I hadn’t noticed before, because his body was turned in such a way that it blocked my view, but in his left hand was a gun and it was aimed at Jules’ head.
“Stop!” I mumbled.
“Put your bat down,” he said calmly.
I placed the bat slowly on the ground and rose with my hands where he could see them. He signaled for me to kick the bat to the opposite corner of the cave and I complied. I noticed he had two cuts across his arms, one looked particularly deep, and that he had bound it with strips of a cloth but it did little to stop the heavy bleeding. I realized then that the blood in his parents’ bathroom wasn’t Jules’. It was his. I was very proud of Jules. She must have caught him off guard enough to do some damage but I felt a twist of agony for the price she had paid for it. It was evident in her eyes but even more apparent in the ‘E’ he had carved on the left part of her chest just below the collar bone.

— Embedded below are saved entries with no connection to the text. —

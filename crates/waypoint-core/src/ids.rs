use serde::{Deserialize, Serialize};
use std::fmt;
use std::str::FromStr;
use uuid::Uuid;

macro_rules! branded_id {
    ($name:ident, $prefix:expr) => {
        #[derive(Clone, Debug, Hash, Eq, PartialEq, Serialize, Deserialize)]
        #[serde(transparent)]
        pub struct $name(String);

        impl $name {
            pub fn new() -> Self {
                Self(format!("{}_{}", $prefix, Uuid::now_v7()))
            }

            pub fn from_raw(s: impl Into<String>) -> Self {
                Self(s.into())
            }

            pub fn as_str(&self) -> &str {
                &self.0
            }
        }

        impl Default for $name {
            fn default() -> Self {
                Self::new()
            }
        }

        impl fmt::Display for $name {
            fn fmt(&self, f: &mut fmt::Formatter<'_>) -> fmt::Result {
                f.write_str(&self.0)
            }
        }

        impl FromStr for $name {
            type Err = std::convert::Infallible;
            fn from_str(s: &str) -> Result<Self, Self::Err> {
                Ok(Self(s.to_owned()))
            }
        }
    };
}

branded_id!(SessionId, "sess");
branded_id!(CycleId, "cyc");
//! Settings error types.

/// Errors raised while loading settings.
#[derive(Debug, thiserror::Error)]
pub enum SettingsError {
    #[error("failed to read settings file: {0}")]
    Io(#[from] std::io::Error),

    #[error("invalid settings JSON: {0}")]
    Json(#[from] serde_json::Error),
}

/// Convenience alias for settings results.
pub type Result<T> = std::result::Result<T, SettingsError>;
//! Boundaries to the external collaborators of the refresh pipeline.
//!
//! Each remote service sits behind a trait so the pipeline can run against
//! real HTTP clients in production and scripted doubles in tests.

use std::collections::HashMap;
use std::sync::Arc;

use async_trait::async_trait;

use crate::errors::{ServiceError, TelemetryError};
use crate::place::{Address, Position};

/// Telemetry field carrying the aircraft latitude in radians.
pub const LATITUDE_FIELD: &str = "PLANE_LATITUDE";
/// Telemetry field carrying the aircraft longitude in radians.
pub const LONGITUDE_FIELD: &str = "PLANE_LONGITUDE";

/// A connection to the simulator that can read named numeric fields.
#[async_trait]
pub trait TelemetrySource: Send + Sync {
    /// Establish the connection. A single attempt; retry policy belongs to the caller.
    async fn connect(&self) -> Result<(), TelemetryError>;

    /// Read the given fields. Every requested field is present in a successful result.
    async fn get(&self, fields: &[&str]) -> Result<HashMap<String, f64>, TelemetryError>;
}

/// Hands out one fresh telemetry handle per session.
pub trait TelemetryFactory: Send + Sync {
    fn create(&self) -> Arc<dyn TelemetrySource>;
}

/// Reverse geocoding: degrees to an administrative address.
#[async_trait]
pub trait Geocoder: Send + Sync {
    async fn reverse(&self, position: Position) -> Result<Address, ServiceError>;
}

/// Single-prompt chat completion.
#[async_trait]
pub trait CompletionProvider: Send + Sync {
    fn name(&self) -> &str;
    fn model(&self) -> &str;

    /// Send one user prompt and return the text of the first choice.
    async fn complete(&self, prompt: &str) -> Result<String, ServiceError>;
}

/// Image lookup by free-text title.
#[async_trait]
pub trait ImageSearch: Send + Sync {
    /// Return at most `limit` image URLs for `title`.
    async fn search(&self, title: &str, limit: usize) -> Result<Vec<String>, ServiceError>;
}
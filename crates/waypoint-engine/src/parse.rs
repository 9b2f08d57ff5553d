//! Turning raw completion text into content items.

use std::sync::LazyLock;

use regex::Regex;
use serde_json::Value;
use waypoint_core::ContentItem;

use crate::prompts::ResponseContract;

static WHOLE_FENCE: LazyLock<Regex> = LazyLock::new(|| {
    Regex::new(r"(?s)^\s*```[A-Za-z0-9_+-]*[ \t]*\r?\n?(.*?)\r?\n?[ \t]*```\s*$")
        .unwrap_or_else(|e| panic!("invalid fence pattern: {e}"))
});

static ANY_FENCE: LazyLock<Regex> = LazyLock::new(|| {
    Regex::new(r"(?s)```[A-Za-z0-9_+-]*[ \t]*\r?\n?(.*?)\r?\n?[ \t]*```")
        .unwrap_or_else(|e| panic!("invalid fence pattern: {e}"))
});

#[derive(Debug, thiserror::Error)]
pub enum ParseError {
    #[error("empty completion")]
    Empty,
    #[error("invalid JSON: {0}")]
    Json(#[from] serde_json::Error),
    #[error("unexpected JSON shape: {0}")]
    Shape(&'static str),
}

/// If the whole text is one fenced code block, return its body. Otherwise
/// return the trimmed text.
pub fn strip_code_fence(text: &str) -> &str {
    fenced_body(&WHOLE_FENCE, text).unwrap_or(text).trim()
}

/// Like [`strip_code_fence`], but also finds a fenced block surrounded by prose.
fn extract_json_block(text: &str) -> &str {
    fenced_body(&WHOLE_FENCE, text)
        .or_else(|| fenced_body(&ANY_FENCE, text))
        .unwrap_or(text)
        .trim()
}

fn fenced_body<'a>(pattern: &Regex, text: &'a str) -> Option<&'a str> {
    pattern.captures(text).and_then(|c| c.get(1)).map(|m| m.as_str())
}

/// Parse a completion according to its prompt's contract.
pub fn parse_completion(
    raw: &str,
    contract: &ResponseContract,
) -> Result<Vec<ContentItem>, ParseError> {
    let body = match contract {
        ResponseContract::Text { .. } => strip_code_fence(raw),
        ResponseContract::FactList => extract_json_block(raw),
    };
    if body.is_empty() {
        return Err(ParseError::Empty);
    }

    match contract {
        ResponseContract::Text { title } => Ok(vec![ContentItem::new(title.clone(), body)]),
        ResponseContract::FactList => parse_fact_list(body),
    }
}

/// Accepts an array of items, a single item object, or an object wrapping
/// one array of items (e.g. `{"facts": [...]}`).
fn parse_fact_list(body: &str) -> Result<Vec<ContentItem>, ParseError> {
    let value: Value = serde_json::from_str(body)?;
    let list = match value {
        Value::Array(_) => value,
        Value::Object(map) if map.contains_key("title") => Value::Array(vec![Value::Object(map)]),
        Value::Object(map) => map
            .into_iter()
            .map(|(_, v)| v)
            .find(Value::is_array)
            .ok_or(ParseError::Shape("object without an item list"))?,
        _ => return Err(ParseError::Shape("expected an array of facts")),
    };

    let items: Vec<ContentItem> = serde_json::from_value(list)?;
    Ok(items
        .into_iter()
        .filter(|item| !item.title.trim().is_empty() && !item.description.trim().is_empty())
        .collect())
}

I fingered my chest where I felt the same pounding burn. It was deep enough to have soaked a thick trail of blood down her shirt and into her jeans. I’m so sorry, I mouthed. She squeezed her eyes shut, fighting tears and shook her head slightly.
“Good,” he said, never breaking his frightening gaze on Jules.
Her eyes stayed with mine. She silently pleaded with me to cooperate. She had a few hours practice with Jesse and somehow knew this was it for her soon.